The effective use of kinetic modeling to assess adequacy of dialysis, based upon marker molecules, is in its infancy. However, for the patient, perhaps the most identifiable benefit of modeling is that the technical parameters of the therapy are at least being measured and monitored. With regard to choice of marker molecules, the National Dialysis Cooperative Study (NCDS) group, in choosing urea as the reference molecule, has given a useful impetus to its wider use. Since urea is directly connected with dietary protein intake and its net generation is also directly correlated with that of other metabolites, its application as a marker molecule makes good sense. Analysis of the NCDS data has permitted identification of a very useful quantitative parameter of minimal dialysis therapy based on urea clearance and distribution volume and dialysis time.

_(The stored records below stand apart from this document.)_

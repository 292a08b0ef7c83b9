//! Subprocess isolation
//!
//! Tests that patch process-global runtime state run as separate scripts so the harness process stays clean.
//! A script runs under the configured interpreter with stdout and stderr merged into one pipe and stdin closed.
//! The wait is bounded through [`bounded_call`] rather than the hub, since the child's blocking I/O never
//! yields to any scheduler this process controls.
//!
//! Each child leads its own process group. On timeout the whole group is killed, so helpers the script spawned
//! cannot keep the output pipe open.

use std::borrow::Cow;
use std::env;
use std::ffi::OsString;
use std::fs::File;
use std::io::Read;
use std::os::fd::OwnedFd;
use std::os::unix::process::CommandExt;
use std::path::{Path, PathBuf};
use std::process::{Child, Command, ExitStatus, Stdio};
use std::time::Duration;

use nix::errno::Errno;
use nix::sys::signal::{Signal, killpg};
use nix::unistd::Pid;
use tracing::{debug, warn};

use super::bounded_call::{BoundedCallResult, bounded_call};
use super::command::find_command;
use super::errors::{HarnessError, HarnessResult};
use super::protocol::{ProtocolVerdict, classify};
use crate::config::HarnessConfig;

/// Everything a finished child produced.
#[derive(Debug, Clone)]
pub struct ChildProcessOutcome {
    /// Stdout and stderr interleaved as written.
    pub output: Vec<u8>,
    pub status: ExitStatus,
}

impl ChildProcessOutcome {
    pub fn output_text(&self) -> Cow<'_, str> {
        String::from_utf8_lossy(&self.output)
    }

    /// Output split on `\n`; a trailing newline leaves a trailing empty line.
    pub fn lines(&self) -> Vec<String> {
        self.output_text().split('\n').map(str::to_string).collect()
    }
}

/// Runs isolated scripts in child processes.
#[derive(Debug, Clone, Default)]
pub struct IsolationRunner {
    config: HarnessConfig,
}

impl IsolationRunner {
    pub fn new(config: HarnessConfig) -> Self {
        Self { config }
    }

    pub fn config(&self) -> &HarnessConfig {
        &self.config
    }

    /// Append the script extension when missing and make the path absolute.
    pub fn resolve_script(&self, path: &Path) -> HarnessResult<PathBuf> {
        let extension = self.config.script_extension.as_str();
        let mut script = path.to_path_buf();
        if !extension.is_empty() && script.extension().is_none_or(|ext| ext != extension) {
            let mut name = script.into_os_string();
            name.push(".");
            name.push(extension);
            script = PathBuf::from(name);
        }
        Ok(std::path::absolute(script)?)
    }

    /// Interpreter path; bare names are looked up on `PATH`.
    pub fn interpreter(&self) -> HarnessResult<PathBuf> {
        let interpreter = &self.config.interpreter;
        if interpreter.components().count() > 1 {
            return Ok(interpreter.clone());
        }
        find_command(&interpreter.to_string_lossy())
    }

    /// Variables set on top of the inherited environment.
    ///
    /// The module-search variable is the parent's value followed by the harness search roots. Caller overrides are
    /// applied last and win.
    pub fn child_env(&self, overrides: &[(String, String)]) -> HarnessResult<Vec<(OsString, OsString)>> {
        let var = self.config.search_path_var.as_str();
        let mut entries: Vec<PathBuf> = env::var_os(var)
            .map(|current| env::split_paths(&current).collect())
            .unwrap_or_default();
        for root in &self.config.search_roots {
            entries.push(std::path::absolute(root)?);
        }
        let search = env::join_paths(entries)
            .map_err(|err| HarnessError::Config(format!("cannot build {var}: {err}")))?;

        let mut vars = vec![(OsString::from(var), search)];
        vars.extend(
            overrides
                .iter()
                .map(|(key, value)| (OsString::from(key), OsString::from(value))),
        );
        Ok(vars)
    }

    /// Run `interpreter <script>` and return its raw output and status.
    ///
    /// `timeout` defaults to the configured one. Past it the child's process group is killed and
    /// [`HarnessError::SubprocessTimeout`] is returned. No protocol interpretation happens here.
    pub fn run_script(
        &self,
        path: &Path,
        env: &[(String, String)],
        timeout: Option<Duration>,
    ) -> HarnessResult<ChildProcessOutcome> {
        let script = self.resolve_script(path)?;
        let interpreter = self.interpreter()?;
        let timeout = timeout.unwrap_or(self.config.default_timeout);

        let (reader, writer) = output_pipe()?;
        let mut command = Command::new(&interpreter);
        command
            .arg(&script)
            .envs(self.child_env(env)?)
            .stdin(Stdio::piped())
            .stdout(Stdio::from(writer.try_clone()?))
            .stderr(Stdio::from(writer))
            .process_group(0);

        let mut child = command.spawn().map_err(|source| HarnessError::Spawn {
            path: interpreter.clone(),
            source,
        })?;
        // Close the parent's write ends so the reader sees EOF once the child is done.
        drop(command);
        drop(child.stdin.take());

        let pid = child.id();
        debug!(pid, script = %script.display(), ?timeout, "spawned isolated script");

        match bounded_call(timeout, move || collect(child, reader))? {
            BoundedCallResult::Completed(outcome) => {
                let outcome = outcome?;
                debug!(pid, status = %outcome.status, bytes = outcome.output.len(), "isolated script finished");
                Ok(outcome)
            }
            BoundedCallResult::Panicked(message) => Err(HarnessError::Panicked(message)),
            BoundedCallResult::TimedOut => {
                kill_group(pid);
                Err(HarnessError::SubprocessTimeout { timeout, path: script })
            }
        }
    }

    /// Run `name` from the isolated directory and map its verdict onto a result.
    pub fn run_isolated(
        &self,
        name: impl AsRef<Path>,
        env: &[(String, String)],
        timeout: Option<Duration>,
    ) -> HarnessResult<()> {
        self.run_isolated_verdict(name, env, timeout)?.into_result()
    }

    /// Verdict of `name` without mapping it to an error. An absolute `name` is used as is.
    pub fn run_isolated_verdict(
        &self,
        name: impl AsRef<Path>,
        env: &[(String, String)],
        timeout: Option<Duration>,
    ) -> HarnessResult<ProtocolVerdict> {
        let path = self.config.isolated_dir.join(name);
        let outcome = self.run_script(&path, env, timeout)?;
        Ok(classify(&outcome.output))
    }
}

/// Pipe whose ends are not inherited by unrelated children.
///
/// Both ends are created close-on-exec in one call, so a child spawned concurrently by another thread never holds
/// the write end open.
#[cfg(any(
    target_os = "linux",
    target_os = "android",
    target_os = "freebsd",
    target_os = "dragonfly",
    target_os = "netbsd",
    target_os = "openbsd",
    target_os = "illumos",
    target_os = "solaris"
))]
fn output_pipe() -> HarnessResult<(File, OwnedFd)> {
    use nix::fcntl::OFlag;
    use nix::unistd::pipe2;

    let (reader, writer) = pipe2(OFlag::O_CLOEXEC)?;
    Ok((File::from(reader), writer))
}

/// Pipe whose ends are not inherited by unrelated children.
///
/// No `pipe2` here: the flags are set right after creation, leaving a short window for concurrent spawns.
#[cfg(not(any(
    target_os = "linux",
    target_os = "android",
    target_os = "freebsd",
    target_os = "dragonfly",
    target_os = "netbsd",
    target_os = "openbsd",
    target_os = "illumos",
    target_os = "solaris"
)))]
fn output_pipe() -> HarnessResult<(File, OwnedFd)> {
    use nix::fcntl::{FcntlArg, FdFlag, fcntl};
    use nix::unistd::pipe;
    use std::os::fd::AsRawFd;

    let (reader, writer) = pipe()?;
    fcntl(reader.as_raw_fd(), FcntlArg::F_SETFD(FdFlag::FD_CLOEXEC))?;
    fcntl(writer.as_raw_fd(), FcntlArg::F_SETFD(FdFlag::FD_CLOEXEC))?;
    Ok((File::from(reader), writer))
}

fn collect(mut child: Child, mut reader: File) -> std::io::Result<ChildProcessOutcome> {
    let mut output = Vec::new();
    reader.read_to_end(&mut output)?;
    let status = child.wait()?;
    Ok(ChildProcessOutcome { output, status })
}

fn kill_group(pid: u32) {
    let Ok(raw) = i32::try_from(pid) else {
        return;
    };
    match killpg(Pid::from_raw(raw), Signal::SIGKILL) {
        // Already gone.
        Ok(()) | Err(Errno::ESRCH) => {}
        Err(errno) => warn!(pid, %errno, "failed to kill timed-out script"),
    }
}
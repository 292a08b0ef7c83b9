//! Ordering assertions returning harness errors instead of panicking.

use std::fmt::Display;

use super::errors::{HarnessError, HarnessResult};

pub fn assert_less_than<T: PartialOrd + Display>(a: T, b: T, msg: Option<&str>) -> HarnessResult<()> {
    if a < b {
        Ok(())
    } else {
        Err(HarnessError::Assertion(
            msg.map(str::to_string)
                .unwrap_or_else(|| format!("{a} not less than {b}")),
        ))
    }
}

pub fn assert_less_than_equal<T: PartialOrd + Display>(a: T, b: T, msg: Option<&str>) -> HarnessResult<()> {
    if a <= b {
        Ok(())
    } else {
        Err(HarnessError::Assertion(
            msg.map(str::to_string)
                .unwrap_or_else(|| format!("{a} not less than or equal to {b}")),
        ))
    }
}

#[cfg(test)]
mod tests {
    use super::*;

    #[test]
    fn test_less_than() {
        assert!(assert_less_than(1, 2, None).is_ok());
        let err = assert_less_than(2, 2, None).unwrap_err();
        assert_eq!(err.to_string(), "assertion failed: 2 not less than 2");
    }

    #[test]
    fn test_less_than_equal_with_message() {
        assert!(assert_less_than_equal(2.0, 2.0, None).is_ok());
        let err = assert_less_than_equal(3, 2, Some("too slow")).unwrap_err();
        assert_eq!(err.to_string(), "assertion failed: too slow");
    }
}
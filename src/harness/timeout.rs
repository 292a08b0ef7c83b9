//! Per-test cooperative deadline.
//!
//! The deadline is a hub timer. When it fires, the hub interrupts the test's logical thread at its next
//! suspension point with an [`Expired`](hubcheck_core::Expired), which the test propagates as
//! [`HarnessError::CooperativeTimeoutExceeded`](super::HarnessError::CooperativeTimeoutExceeded). Code that never
//! suspends cannot be interrupted this way; see [`AlarmGuard`](super::alarm::AlarmGuard).

use std::time::Duration;

use hubcheck_core::{Hub, TimerId};
use tracing::debug;

/// Timeout armed on a hub for the duration of one test.
pub struct CooperativeTimeout<'h, H: Hub + ?Sized> {
    hub: &'h H,
    timer: Option<TimerId>,
    duration: Duration,
}

impl<'h, H: Hub + ?Sized> CooperativeTimeout<'h, H> {
    pub fn arm(hub: &'h H, duration: Duration) -> Self {
        let timer = hub.schedule_timeout(duration);
        debug!(%timer, ?duration, "cooperative timeout armed");
        Self {
            hub,
            timer: Some(timer),
            duration,
        }
    }

    /// Duration of the most recently armed deadline.
    pub fn duration(&self) -> Duration {
        self.duration
    }

    pub fn is_armed(&self) -> bool {
        self.timer.is_some()
    }

    /// Cancel the current deadline and arm a new one; only the new one can fire.
    pub fn reset(&mut self, duration: Duration) {
        self.cancel();
        self.timer = Some(self.hub.schedule_timeout(duration));
        self.duration = duration;
        debug!(?duration, "cooperative timeout reset");
    }

    /// Cancel the deadline. Returns `true` if a pending timer was removed.
    ///
    /// Calling this again, or after the timer fired, does nothing.
    pub fn cancel(&mut self) -> bool {
        match self.timer.take() {
            Some(timer) => self.hub.cancel_timer(timer),
            None => false,
        }
    }
}

impl<H: Hub + ?Sized> Drop for CooperativeTimeout<'_, H> {
    fn drop(&mut self) {
        self.cancel();
    }
}

#[cfg(test)]
mod tests {
    use super::*;
    use crate::harness::HarnessError;
    use hubcheck_core::LabHub;

    #[test]
    fn test_arm_registers_one_timer() {
        let hub = LabHub::with_virtual_clock();
        let timeout = CooperativeTimeout::arm(&hub, Duration::from_secs(10));
        assert!(timeout.is_armed());
        assert_eq!(timeout.duration(), Duration::from_secs(10));
        assert_eq!(hub.timers_count(), 1);
    }

    #[test]
    fn test_cancel_twice_is_noop() {
        let hub = LabHub::with_virtual_clock();
        let mut timeout = CooperativeTimeout::arm(&hub, Duration::from_secs(1));
        assert!(timeout.cancel());
        assert!(!timeout.cancel());
        assert!(!timeout.is_armed());
        assert_eq!(hub.timers_count(), 0);
    }

    #[test]
    fn test_cancel_after_fire_is_noop() {
        let hub = LabHub::with_virtual_clock();
        let mut timeout = CooperativeTimeout::arm(&hub, Duration::from_millis(5));
        assert!(hub.sleep(Duration::from_millis(10)).is_err());
        assert!(!timeout.cancel());
    }

    #[test]
    fn test_reset_replaces_deadline() {
        let hub = LabHub::with_virtual_clock();
        let mut timeout = CooperativeTimeout::arm(&hub, Duration::from_millis(50));
        timeout.reset(Duration::from_millis(200));
        assert_eq!(hub.timers_count(), 1);

        // The original 50ms deadline no longer fires.
        hub.sleep(Duration::from_millis(150)).unwrap();

        let err: HarnessError = hub.sleep(Duration::from_millis(100)).unwrap_err().into();
        assert!(matches!(
            err,
            HarnessError::CooperativeTimeoutExceeded { after } if after == Duration::from_millis(200)
        ));
    }

    #[test]
    fn test_drop_cancels() {
        let hub = LabHub::with_virtual_clock();
        {
            let _timeout = CooperativeTimeout::arm(&hub, Duration::from_secs(1));
            assert_eq!(hub.timers_count(), 1);
        }
        assert_eq!(hub.timers_count(), 0);
    }
}
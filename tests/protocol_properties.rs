//! Property-based tests for the isolated-script protocol
//!
//! These use proptest to check the classifier over arbitrary script output.

use hubcheck::harness::{HarnessError, ProtocolVerdict, classify};
use proptest::prelude::*;

/// Lines that never classify as pass or skip on their own.
fn noise_line() -> impl Strategy<Value = String> {
    "[a-z0-9 =:.]{0,30}".prop_filter("not a protocol line", |l| {
        let t = l.trim_end();
        t != "pass" && !t.starts_with("skip")
    })
}

proptest! {
    /// Property: whatever precedes it, a final `pass` line passes
    #[test]
    fn trailing_pass_always_passes(prefix in prop::collection::vec(noise_line(), 0..8), blank in 0usize..4) {
        let mut output = prefix.join("\n");
        output.push_str("\npass\n");
        output.push_str(&"\n".repeat(blank));
        prop_assert_eq!(classify(output.as_bytes()), ProtocolVerdict::Pass);
    }

    /// Property: the skip reason is the trimmed text after the first colon
    #[test]
    fn skip_reason_is_trimmed_suffix(reason in "[a-z][a-z0-9 -]{0,20}[a-z]") {
        let output = format!("noise\nskip:  {reason} \n");
        prop_assert_eq!(classify(output.as_bytes()), ProtocolVerdict::Skip(Some(reason)));
    }

    /// Property: anything else fails and keeps the full output
    #[test]
    fn other_output_fails_verbatim(lines in prop::collection::vec(noise_line(), 0..8)) {
        let output = lines.join("\n");
        let verdict = classify(output.as_bytes());
        prop_assert_eq!(&verdict, &ProtocolVerdict::Fail(output.clone()));

        let err = verdict.into_result().unwrap_err();
        let kept_output = matches!(err, HarnessError::SubprocessProtocolFailure { output: ref o } if *o == output);
        prop_assert!(kept_output, "unexpected error: {}", err);
    }

    /// Property: classification never panics, whatever the bytes
    #[test]
    fn arbitrary_bytes_classify(data in prop::collection::vec(any::<u8>(), 0..256)) {
        let _ = classify(&data);
    }
}
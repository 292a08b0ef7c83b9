//! Harness error kinds
//!
//! Every failure the harness can raise is a variant of [`HarnessError`]. None of them is swallowed on the way to
//! the test runner; skip signals are errors too so they propagate with `?`, and callers tell them apart with
//! [`HarnessError::is_skip`].

use std::fmt::Write as _;
use std::path::PathBuf;
use std::time::Duration;

use hubcheck_core::Expired;
use miette::Diagnostic;
use thiserror::Error;

use super::leak::SchedulerSnapshot;

/// Result type for harness operations.
pub type HarnessResult<T> = Result<T, HarnessError>;

/// Errors raised by the harness and by tests running under it.
#[derive(Debug, Error, Diagnostic)]
pub enum HarnessError {
    #[error("test is taking too long: no cooperative progress within {}s", secs(.after))]
    #[diagnostic(
        code(hubcheck::cooperative_timeout),
        help("raise the per-test timeout with `reset_timeout` if the test is legitimately slow")
    )]
    CooperativeTimeoutExceeded { after: Duration },

    #[error("test is taking too long: alarm of {seconds}s expired")]
    #[diagnostic(
        code(hubcheck::alarm_timeout),
        help("the test never reached a suspension point; look for a busy loop")
    )]
    AlarmTimeoutExceeded { seconds: u32 },

    #[error("scheduler leak detected: {0}")]
    #[diagnostic(
        code(hubcheck::hub_leak),
        help("every reader, writer and timer must be removed or canceled before the test returns")
    )]
    SchedulerLeakDetected(SchedulerSnapshot),

    #[error("run_script timeout={} path=\"{}\"", secs(.timeout), .path.display())]
    #[diagnostic(code(hubcheck::subprocess_timeout))]
    SubprocessTimeout { timeout: Duration, path: PathBuf },

    #[error("skipped by isolated script{}", reason_suffix(.reason))]
    #[diagnostic(code(hubcheck::subprocess_skip))]
    SubprocessSkip { reason: Option<String> },

    #[error("isolated script did not report pass; output:\n{output}")]
    #[diagnostic(code(hubcheck::protocol_failure))]
    SubprocessProtocolFailure { output: String },

    #[error("command not found: {command:?}")]
    #[diagnostic(code(hubcheck::command_not_found), help("check PATH or configure an absolute path"))]
    CommandNotFound { command: String },

    #[error("skipped{}", reason_suffix(.reason))]
    #[diagnostic(code(hubcheck::skipped))]
    Skipped { reason: Option<String> },

    #[error("assertion failed: {0}")]
    #[diagnostic(code(hubcheck::assertion))]
    Assertion(String),

    #[error("test panicked: {0}")]
    #[diagnostic(code(hubcheck::panicked))]
    Panicked(String),

    #[error("failed to spawn {}: {source}", .path.display())]
    #[diagnostic(code(hubcheck::spawn))]
    Spawn {
        path: PathBuf,
        #[source]
        source: std::io::Error,
    },

    #[error("signal state error: {0}")]
    #[diagnostic(code(hubcheck::signal))]
    Signal(#[from] nix::errno::Errno),

    #[error("invalid configuration: {0}")]
    #[diagnostic(code(hubcheck::config))]
    Config(String),

    #[error("I/O error: {0}")]
    #[diagnostic(code(hubcheck::io))]
    Io(#[from] std::io::Error),

    #[error("{}", render_teardown(.primary, .failures))]
    #[diagnostic(code(hubcheck::teardown))]
    TeardownFailed {
        primary: Option<Box<HarnessError>>,
        failures: Vec<HarnessError>,
    },
}

impl HarnessError {
    /// Whether this is a skip signal rather than a failure.
    pub fn is_skip(&self) -> bool {
        matches!(self, HarnessError::Skipped { .. } | HarnessError::SubprocessSkip { .. })
    }

    /// Skip reason, if this is a skip signal that carries one.
    pub fn skip_reason(&self) -> Option<&str> {
        match self {
            HarnessError::Skipped { reason } | HarnessError::SubprocessSkip { reason } => reason.as_deref(),
            _ => None,
        }
    }

    /// Combine a test-body outcome with teardown failures so neither masks the other.
    pub(crate) fn merge(primary: Option<HarnessError>, mut failures: Vec<HarnessError>) -> Option<HarnessError> {
        match (primary, failures.len()) {
            (primary, 0) => primary,
            (None, 1) => failures.pop(),
            (primary, _) => Some(HarnessError::TeardownFailed {
                primary: primary.map(Box::new),
                failures,
            }),
        }
    }
}

impl HarnessError {
    /// Attach teardown failures to a body failure; unchanged when teardown was clean.
    pub(crate) fn with_teardown(self, failures: Vec<HarnessError>) -> HarnessError {
        if failures.is_empty() {
            self
        } else {
            HarnessError::TeardownFailed {
                primary: Some(Box::new(self)),
                failures,
            }
        }
    }
}

impl From<Expired> for HarnessError {
    fn from(expired: Expired) -> Self {
        HarnessError::CooperativeTimeoutExceeded { after: expired.after }
    }
}

/// Seconds as the shortest decimal (`10`, `0.25`).
pub(crate) fn secs(duration: &Duration) -> String {
    format!("{}", duration.as_secs_f64())
}

fn reason_suffix(reason: &Option<String>) -> String {
    match reason {
        Some(reason) => format!(": {reason}"),
        None => String::new(),
    }
}

fn render_teardown(primary: &Option<Box<HarnessError>>, failures: &[HarnessError]) -> String {
    let mut out = String::new();
    if let Some(primary) = primary {
        let _ = writeln!(out, "test failed: {primary}");
    }
    let _ = write!(out, "teardown failed ({} error(s))", failures.len());
    for failure in failures {
        let _ = write!(out, "\n  - {failure}");
    }
    out
}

For thrice-weekly dialysis, normalized whole body urea clearance (Kt/V) should be greater than or equal to 1.0 and less than approximately 1.5. Although this alone does not guarantee adequate dialysis, it does alert the dialysis staff to the potential for both under- and over-dialysis. It would thus appear that currently the most reliable and useful means by which to apply modeling techniques to dialysis therapy is urea kinetics. In time, the application of more broad-based modeling techniques to dialysis therapy will provide more clearly identifiable clinical benefits, as well as the already realizable economic benefits.